PMQs review: Cameron sends the Tories away happy as he triumphs over Miliband

Labour MPs were left glum-faced as Cameron delivered his strongest performance for months.

Ahead of the summer recess, both David Cameron and Ed Miliband needed a win at today's PMQs to send their troops away happy and it was Cameron who rose to the occasion, delivering his strongest performance for months. The longer the session went on, the more confident he seemed to grow, quipping that he longer needed Lynton Crosby's advice to "defeat a divided and useless Labour Party" and advising Miliband to "move the two people next to you [Ed Balls and Andy Burnham] and...do it fast." 

Miliband had begun by challenging Cameron on NHS staffing levels in response to yesterday's Keogh report but a well-briefed Cameron pointed out that eight of the 11 hospitals placed in special measures now had more nurses than in 2010 and that 10 had more clinical staff. A somewhat deflated Miliband then questioned Cameron over Lynton Crosby and plan cigarette packaging but, once again, the PM had come well-armed. Declaring that the decision was made by him and Jeremy Hunt alone, he noted that the last Labour government had taken the same view and produced a letter from Andy Burnham to Tessa Jowell noting that "no studies have shown that introducing plain packaging would cut the number of young people smoking". 
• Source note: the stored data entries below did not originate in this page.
//! Pipeline entry points for harvesting.
//!
//! - `run_cycle`: one fetch, extract, store pass for a rule
//! - `Scheduler`: repeats `run_cycle` per rule on its interval

pub mod crawl;
pub mod schedule;

pub use crawl::{CycleOutcome, run_cycle};
pub use schedule::Scheduler;
// src/app.rs

//! Application service object.
//!
//! Built once at startup from [`Config`]. Owns the rule catalog, the store
//! handle and the crawler, and hands them out to the scheduler and the
//! search endpoint.

use std::sync::Arc;

use futures::future::join_all;

use crate::config::load_rules;
use crate::error::Result;
use crate::models::{Config, SourceRule};
use crate::pipeline::{CycleOutcome, Scheduler, run_cycle};
use crate::services::{NewsCrawler, QueryService};
use crate::storage::{ItemStorage, SqliteStorage};

pub struct NewsApp {
    config: Arc<Config>,
    rules: Vec<Arc<SourceRule>>,
    crawler: Arc<NewsCrawler>,
    storage: Arc<dyn ItemStorage>,
}

impl NewsApp {
    /// Load rules, open the store and build the HTTP crawler.
    ///
    /// Any failure here is fatal: without valid rules and a store there is
    /// nothing to run.
    pub fn init(config: Config) -> Result<Self> {
        config.validate()?;
        let rules = load_rules(&config.paths.rules_file)?;
        let storage = SqliteStorage::open(&config.storage.database_path)?;
        let crawler = NewsCrawler::from_config(&config)?;

        Ok(Self::with_parts(config, rules, crawler, Arc::new(storage)))
    }

    /// Assemble from already constructed parts.
    pub fn with_parts(
        config: Config,
        rules: Vec<SourceRule>,
        crawler: NewsCrawler,
        storage: Arc<dyn ItemStorage>,
    ) -> Self {
        Self {
            config: Arc::new(config),
            rules: rules.into_iter().map(Arc::new).collect(),
            crawler: Arc::new(crawler),
            storage,
        }
    }

    pub fn config(&self) -> &Config {
        &self.config
    }

    pub fn rules(&self) -> &[Arc<SourceRule>] {
        &self.rules
    }

    pub fn storage(&self) -> Arc<dyn ItemStorage> {
        Arc::clone(&self.storage)
    }

    /// Start one repeating updater per rule.
    pub fn start_updaters(&self) -> Scheduler {
        Scheduler::start(&self.rules, Arc::clone(&self.crawler), self.storage())
    }

    /// Run a single cycle for every rule concurrently.
    ///
    /// Results are returned in rule order; one rule failing does not stop
    /// the others.
    pub async fn run_once(&self) -> Vec<(Arc<SourceRule>, Result<CycleOutcome>)> {
        let cycles = self.rules.iter().map(|rule| async move {
            let outcome = run_cycle(&self.crawler, self.storage.as_ref(), rule).await;
            (Arc::clone(rule), outcome)
        });
        join_all(cycles).await
    }

    /// Search service reading from this app's store.
    pub fn query_service(&self) -> QueryService {
        QueryService::new(self.storage())
    }
}
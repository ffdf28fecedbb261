// src/utils/http.rs

//! HTTP client utilities.

use std::time::Duration;

use async_trait::async_trait;

use crate::error::{AppError, Result};
use crate::models::CrawlerConfig;

/// Source of raw page bodies.
#[async_trait]
pub trait PageFetcher: Send + Sync {
    /// Fetch the page at `url` and return its body as text.
    async fn fetch(&self, url: &str) -> Result<String>;
}

/// Create a configured asynchronous HTTP client.
pub fn create_async_client(config: &CrawlerConfig) -> Result<reqwest::Client> {
    reqwest::Client::builder()
        .user_agent(&config.user_agent)
        .timeout(Duration::from_secs(config.timeout_secs))
        .build()
        .map_err(|e| AppError::config(format!("cannot build HTTP client: {e}")))
}

/// [`PageFetcher`] backed by `reqwest`.
#[derive(Clone)]
pub struct HttpFetcher {
    client: reqwest::Client,
}

impl HttpFetcher {
    pub fn new(client: reqwest::Client) -> Self {
        Self { client }
    }

    /// Build a fetcher from crawler settings.
    pub fn from_config(config: &CrawlerConfig) -> Result<Self> {
        Ok(Self::new(create_async_client(config)?))
    }
}

#[async_trait]
impl PageFetcher for HttpFetcher {
    async fn fetch(&self, url: &str) -> Result<String> {
        let response = self
            .client
            .get(url)
            .send()
            .await
            .and_then(|r| r.error_for_status())
            .map_err(|e| AppError::fetch(url, e))?;

        response.text().await.map_err(|e| AppError::fetch(url, e))
    }
}
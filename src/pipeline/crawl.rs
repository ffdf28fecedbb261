// src/pipeline/crawl.rs

//! One harvest cycle: fetch, extract, store.

use std::fmt;

use chrono::Utc;

use crate::error::Result;
use crate::models::SourceRule;
use crate::services::NewsCrawler;
use crate::storage::ItemStorage;

/// Summary of a single cycle.
#[derive(Debug, Default, Clone, PartialEq, Eq)]
pub struct CycleOutcome {
    /// Items produced by extraction
    pub extracted: usize,
    /// Items stored for the first time
    pub inserted: usize,
    /// Items whose link was already stored
    pub duplicates: usize,
    /// Items dropped because their link could not be normalized
    pub rejected: usize,
    /// Items whose insert failed
    pub store_failures: usize,
}

impl fmt::Display for CycleOutcome {
    fn fmt(&self, f: &mut fmt::Formatter<'_>) -> fmt::Result {
        write!(
            f,
            "{} extracted, {} new, {} known, {} rejected, {} store failures",
            self.extracted, self.inserted, self.duplicates, self.rejected, self.store_failures
        )
    }
}

/// Run one cycle for `rule`.
///
/// A fetch or extraction failure ends the cycle with an error. Store
/// failures are logged per item and counted; they never abort the cycle.
pub async fn run_cycle(
    crawler: &NewsCrawler,
    storage: &dyn ItemStorage,
    rule: &SourceRule,
) -> Result<CycleOutcome> {
    let start_time = Utc::now();
    let extraction = crawler.harvest(rule).await?;

    let mut outcome = CycleOutcome {
        extracted: extraction.items.len(),
        rejected: extraction.rejected.len(),
        ..CycleOutcome::default()
    };

    for item in &extraction.items {
        match storage.insert(item).await {
            Ok(true) => outcome.inserted += 1,
            Ok(false) => {
                outcome.duplicates += 1;
                log::debug!("Already stored: {}", item.link);
            }
            Err(e) => {
                outcome.store_failures += 1;
                log::warn!(
                    "Insert failed for link='{}', title='{}': {}",
                    item.link,
                    item.title,
                    e
                );
            }
        }
    }

    let elapsed = Utc::now() - start_time;
    log::info!(
        "Cycle for {} done in {}ms: {}",
        rule.url,
        elapsed.num_milliseconds(),
        outcome
    );
    Ok(outcome)
}
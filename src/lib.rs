// src/lib.rs

//! news-harvester library

pub mod app;
pub mod config;
pub mod error;
pub mod models;
pub mod pipeline;
pub mod server;
pub mod services;
pub mod storage;
pub mod utils;
//! Search service over the item store.

use std::sync::Arc;

use crate::error::Result;
use crate::models::NewsItem;
use crate::storage::ItemStorage;

/// Read-through query surface for the search endpoint.
#[derive(Clone)]
pub struct QueryService {
    storage: Arc<dyn ItemStorage>,
}

impl QueryService {
    pub fn new(storage: Arc<dyn ItemStorage>) -> Self {
        Self { storage }
    }

    /// Items matching `term` in store order, newest first.
    pub async fn handle(&self, term: Option<&str>) -> Result<Vec<NewsItem>> {
        let items = self.storage.query(term).await?;
        log::debug!("Search {:?} returned {} items", term, items.len());
        Ok(items.into_iter().map(NewsItem::from).collect())
    }
}

#[cfg(test)]
mod tests {
    use super::*;
    use crate::storage::SqliteStorage;
    use chrono::DateTime;

    #[tokio::test]
    async fn test_handle_preserves_store_order() {
        let storage = SqliteStorage::open_in_memory().unwrap();
        for (i, title) in ["older story", "newer story", "unrelated"].iter().enumerate() {
            let first_seen = DateTime::from_timestamp(100 + i as i64, 0).unwrap();
            storage
                .insert_at(&NewsItem::new(format!("https://e.com/{i}"), *title), first_seen)
                .await
                .unwrap();
        }
        let service = QueryService::new(Arc::new(storage));

        let found = service.handle(Some("story")).await.unwrap();
        assert_eq!(
            found,
            vec![
                NewsItem::new("https://e.com/1", "newer story"),
                NewsItem::new("https://e.com/0", "older story"),
            ]
        );

        let all = service.handle(None).await.unwrap();
        assert_eq!(all.len(), 3);
        assert_eq!(all[0].link, "https://e.com/2");
    }
}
He again dodged Miliband's question on whether he had ever had a conversation with Crosby on cigarette packaging, merely stating that he had never been "lobbied" by him, but swiftly returned fire by pointing out that Miliband had predicted that unemployment "would get worse, not better" this year. "Isn't it time he withdraws that and admits he was wrong!", he cried. 

Miliband squeezed in a neat dig about Cameron being "the PM for Benson and hedge funds" but Cameron, brimming with confidence, ended with a flourish of rare force: 

We are getting to an end of a political session where the deficit is down, unemployment is down, crime is falling, welfare is capped, Abu Qatada is back in Jordan ... every day this country is getting stronger and every day he is getting weaker.

As the Tory benches cried "more! more!, Labour MPs looked on glum-faced.

Cameron's rollcall of achievements was an apt summary of why the Tories believe the political tide has turned in their favour. An economic recovery finally appears to be underway and the public has tolerated, rather than revolted against austerity. As Cameron noted, it is now February since Miliband asked a full set of questions about the economy. The fear among Labour MPs was always that their party's poll lead owed more to distaste for the coalition than it did to enthusiasm for them. Now, as growth returns, the danger is that it will crumble. 

David Cameron attends a press conference after the European Union leaders summit on June 28, 2013 at the EU headquarters in Brussels. Photograph: Getty Images.

George Eaton is political editor of the New Statesman.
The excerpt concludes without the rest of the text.